Exercise details: Report how many lines of the material contain the string "parameters". Add nothing beyond the number.

Entries shown:

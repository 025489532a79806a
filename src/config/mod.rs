//! Run configuration
//!
//! `SceneConfig` carries the dataset parameters the scene was generated
//! with, `RunConfig` the per-invocation prediction settings. Everything is
//! loaded from one TOML file and validated before any scene runs.

mod boundary;
mod overrides;

pub use boundary::OpenBoundary;

use std::path::{Path, PathBuf};

use serde::{Deserialize, Serialize};

use crate::constants::prediction::{DEFAULT_HISTORY_WINDOW, SUPERVISED_PARAM_COUNT};
use crate::error::{invalid_config, SimErrorContext, SimResult};
use crate::grid::GridDims;

/// Full configuration for one invocation
#[derive(Debug, Clone, Default, Serialize, Deserialize)]
#[serde(default)]
pub struct Config {
    pub scene: SceneConfig,
    pub run: RunConfig,
    pub predictor: PredictorConfig,
    pub export: ExportConfig,
}

impl Config {
    /// Load configuration from a TOML file
    pub fn load(path: impl AsRef<Path>) -> SimResult<Self> {
        let path = path.as_ref();
        let raw = std::fs::read_to_string(path)
            .sim_context(&format!("reading config {}", path.display()))?;
        Self::from_toml(&raw)
    }

    /// Parse configuration from a TOML string
    pub fn from_toml(raw: &str) -> SimResult<Self> {
        let config: Config = toml::from_str(raw)?;
        Ok(config)
    }

    /// Check every value the simulation relies on
    pub fn validate(&self) -> SimResult<()> {
        self.scene.validate()?;
        self.run.validate()?;
        self.predictor.validate()?;
        Ok(())
    }
}

/// Dataset parameters shared by simulation and prediction runs
#[derive(Debug, Clone, Serialize, Deserialize)]
#[serde(default)]
pub struct SceneConfig {
    pub resolution_x: usize,
    pub resolution_y: usize,
    /// 1 for 2D scenes
    pub resolution_z: usize,
    /// Domain boundary width in cells
    pub b_width: usize,
    /// Faces left open, as letters `x X y Y z Z`
    pub open_bound: OpenBoundary,
    pub time_step: f32,
    pub buoyancy: f32,
    pub smoke_radius: f32,
    pub smoke_pos_y: f32,
    pub obstacle_pos_y: f32,
    pub obstacle_size: f32,
    pub obstacle_shape: ObstacleShape,
    pub min_obstacle_rot: f32,
    pub max_obstacle_rot: f32,
    pub min_src_pos: f32,
    pub max_src_pos: f32,
    pub nscale: f64,
    pub nrepeat: u32,
    pub cg_accuracy: f32,
    pub cg_max_iterations: usize,
}

impl Default for SceneConfig {
    fn default() -> Self {
        Self {
            resolution_x: 64,
            resolution_y: 64,
            resolution_z: 64,
            b_width: 1,
            open_bound: OpenBoundary::parse("yY").unwrap_or_default(),
            time_step: 1.0,
            buoyancy: -4e-3,
            smoke_radius: 0.14,
            smoke_pos_y: 0.14,
            obstacle_pos_y: 0.5,
            obstacle_size: 0.2,
            obstacle_shape: ObstacleShape::Cup,
            min_obstacle_rot: -0.5,
            max_obstacle_rot: 0.5,
            min_src_pos: 0.2,
            max_src_pos: 0.8,
            nscale: 0.03,
            nrepeat: 1000,
            cg_accuracy: 1e-3,
            cg_max_iterations: 1000,
        }
    }
}

impl SceneConfig {
    pub fn dims(&self) -> GridDims {
        GridDims::new(self.resolution_x, self.resolution_y, self.resolution_z)
    }

    fn validate(&self) -> SimResult<()> {
        let dims = self.dims();
        if dims.x == 0 || dims.y == 0 || dims.z == 0 {
            return Err(invalid_config("resolution", "all axes must be at least 1"));
        }
        let smallest = if dims.is_3d() { dims.x.min(dims.y).min(dims.z) } else { dims.x.min(dims.y) };
        if 2 * self.b_width + 1 > smallest {
            return Err(invalid_config(
                "b_width",
                format!("boundary width {} leaves no interior in {:?}", self.b_width, dims),
            ));
        }
        if self.max_obstacle_rot <= self.min_obstacle_rot {
            return Err(invalid_config("max_obstacle_rot", "must exceed min_obstacle_rot"));
        }
        if self.max_src_pos <= self.min_src_pos {
            return Err(invalid_config("max_src_pos", "must exceed min_src_pos"));
        }
        if self.time_step <= 0.0 {
            return Err(invalid_config("time_step", "must be positive"));
        }
        if self.obstacle_size <= 0.0 {
            return Err(invalid_config("obstacle_size", "must be positive"));
        }
        if self.nrepeat == 0 {
            return Err(invalid_config("nrepeat", "must be positive"));
        }
        Ok(())
    }
}

/// Built-in obstacle shapes
#[derive(Debug, Clone, Copy, PartialEq, Eq, Serialize, Deserialize)]
#[serde(rename_all = "snake_case")]
pub enum ObstacleShape {
    Cup,
    Box,
}

/// How frames after warmup are produced
#[derive(Debug, Clone, Copy, PartialEq, Eq, Serialize, Deserialize)]
#[serde(rename_all = "snake_case")]
pub enum PredictionType {
    /// Physical solve for every frame
    Simulation,
    /// Physical solve, then an encode/decode round trip after warmup
    EncDec,
    /// Latent prediction of the velocity, density stays physically advected
    VelPrediction,
    /// Latent prediction of the full state
    Prediction,
}

impl std::str::FromStr for PredictionType {
    type Err = crate::error::SimError;

    fn from_str(s: &str) -> Result<Self, Self::Err> {
        match s {
            "simulation" => Ok(PredictionType::Simulation),
            "enc_dec" => Ok(PredictionType::EncDec),
            "vel_prediction" => Ok(PredictionType::VelPrediction),
            "prediction" => Ok(PredictionType::Prediction),
            other => Err(invalid_config("prediction_type", format!("unknown mode '{}'", other))),
        }
    }
}

/// Per-invocation settings
#[derive(Debug, Clone, Serialize, Deserialize)]
#[serde(default)]
pub struct RunConfig {
    pub seed: u64,
    pub num_scenes: usize,
    pub num_frames: usize,
    pub warmup_steps: usize,
    /// Stress-test multiplier for the per-scene rotation maximum
    pub obs_rotation_max_scale: f32,
    pub prediction_type: PredictionType,
    /// Skip export and record timings
    pub profile: bool,
    pub output_dir: PathBuf,
    pub run_name: String,
}

impl Default for RunConfig {
    fn default() -> Self {
        Self {
            seed: 10,
            num_scenes: 1,
            num_frames: 100,
            warmup_steps: 10,
            obs_rotation_max_scale: 1.0,
            prediction_type: PredictionType::VelPrediction,
            profile: false,
            output_dir: PathBuf::from("output"),
            run_name: "pred_smoke_rotating_cup_mov".to_string(),
        }
    }
}

impl RunConfig {
    fn validate(&self) -> SimResult<()> {
        if self.num_frames == 0 {
            return Err(invalid_config("num_frames", "must be positive"));
        }
        if !self.obs_rotation_max_scale.is_finite() {
            return Err(invalid_config("obs_rotation_max_scale", "must be finite"));
        }
        // predicted frames extrapolate from at least one encoded physical frame
        let predicts = matches!(
            self.prediction_type,
            PredictionType::VelPrediction | PredictionType::Prediction
        );
        if predicts && self.warmup_steps == 0 {
            return Err(invalid_config(
                "warmup_steps",
                format!("{:?} needs at least one warmup step", self.prediction_type),
            ));
        }
        Ok(())
    }
}

/// Channels stored in the latent representation
#[derive(Debug, Clone, Copy, PartialEq, Eq, Serialize, Deserialize)]
#[serde(rename_all = "snake_case")]
pub enum DataChannel {
    Velocity,
    Density,
}

/// Where a control parameter lives in the latent vector
#[derive(Debug, Clone, Copy, PartialEq, Eq, Serialize, Deserialize)]
#[serde(rename_all = "snake_case")]
pub enum SlotIndex {
    /// Counted back from the end: `FromEnd(1)` is the last entry
    FromEnd(usize),
    /// Absolute offset
    At(usize),
}

/// Rotation/position slot pair
#[derive(Debug, Clone, Copy, PartialEq, Eq, Serialize, Deserialize)]
pub struct ParamSlots {
    pub rotation: SlotIndex,
    pub position: SlotIndex,
}

impl ParamSlots {
    /// The trailing pair every latent layout reserves
    pub const TRAILING: ParamSlots = ParamSlots {
        rotation: SlotIndex::FromEnd(2),
        position: SlotIndex::FromEnd(1),
    };
}

/// Settings of the predictor collaborator
#[derive(Debug, Clone, Serialize, Deserialize)]
#[serde(default)]
pub struct PredictorConfig {
    /// Supervised parameter count the predictor was trained with
    pub supervised_param_count: usize,
    pub data_type: Vec<DataChannel>,
    /// Slot pairs overwritten with the current control parameters
    pub param_slots: Vec<ParamSlots>,
    pub history_window: usize,
    /// Pooling block edge of the reference predictor, in cells
    pub block_size: usize,
    /// Weight of the last latent delta in the reference predictor
    pub momentum: f32,
}

impl Default for PredictorConfig {
    fn default() -> Self {
        Self {
            supervised_param_count: SUPERVISED_PARAM_COUNT,
            data_type: vec![DataChannel::Velocity, DataChannel::Density],
            param_slots: vec![ParamSlots::TRAILING],
            history_window: DEFAULT_HISTORY_WINDOW,
            block_size: 4,
            momentum: 0.0,
        }
    }
}

impl PredictorConfig {
    pub fn has_density(&self) -> bool {
        self.data_type.contains(&DataChannel::Density)
    }

    fn validate(&self) -> SimResult<()> {
        if self.param_slots.is_empty() {
            return Err(invalid_config("param_slots", "at least one slot pair is required"));
        }
        if self.history_window == 0 {
            return Err(invalid_config("history_window", "must be positive"));
        }
        if self.block_size == 0 {
            return Err(invalid_config("block_size", "must be positive"));
        }
        if !self.data_type.contains(&DataChannel::Velocity) {
            return Err(invalid_config("data_type", "velocity channel is required"));
        }
        Ok(())
    }
}

/// On-disk encoding of exported fields
#[derive(Debug, Clone, Copy, PartialEq, Eq, Serialize, Deserialize)]
#[serde(rename_all = "snake_case")]
pub enum FieldFormat {
    Bincode,
    Json,
    Raw,
}

impl FieldFormat {
    pub fn extension(&self) -> &'static str {
        match self {
            FieldFormat::Bincode => "bin",
            FieldFormat::Json => "json",
            FieldFormat::Raw => "raw",
        }
    }
}

/// Frame export settings
#[derive(Debug, Clone, Serialize, Deserialize)]
#[serde(default)]
pub struct ExportConfig {
    pub format: FieldFormat,
    pub compress: bool,
    /// File name template; `{kind}` and `{frame}` are substituted
    pub field_path_format: String,
}

impl Default for ExportConfig {
    fn default() -> Self {
        Self {
            format: FieldFormat::Bincode,
            compress: false,
            field_path_format: "{kind}_{frame}".to_string(),
        }
    }
}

Answer section: 3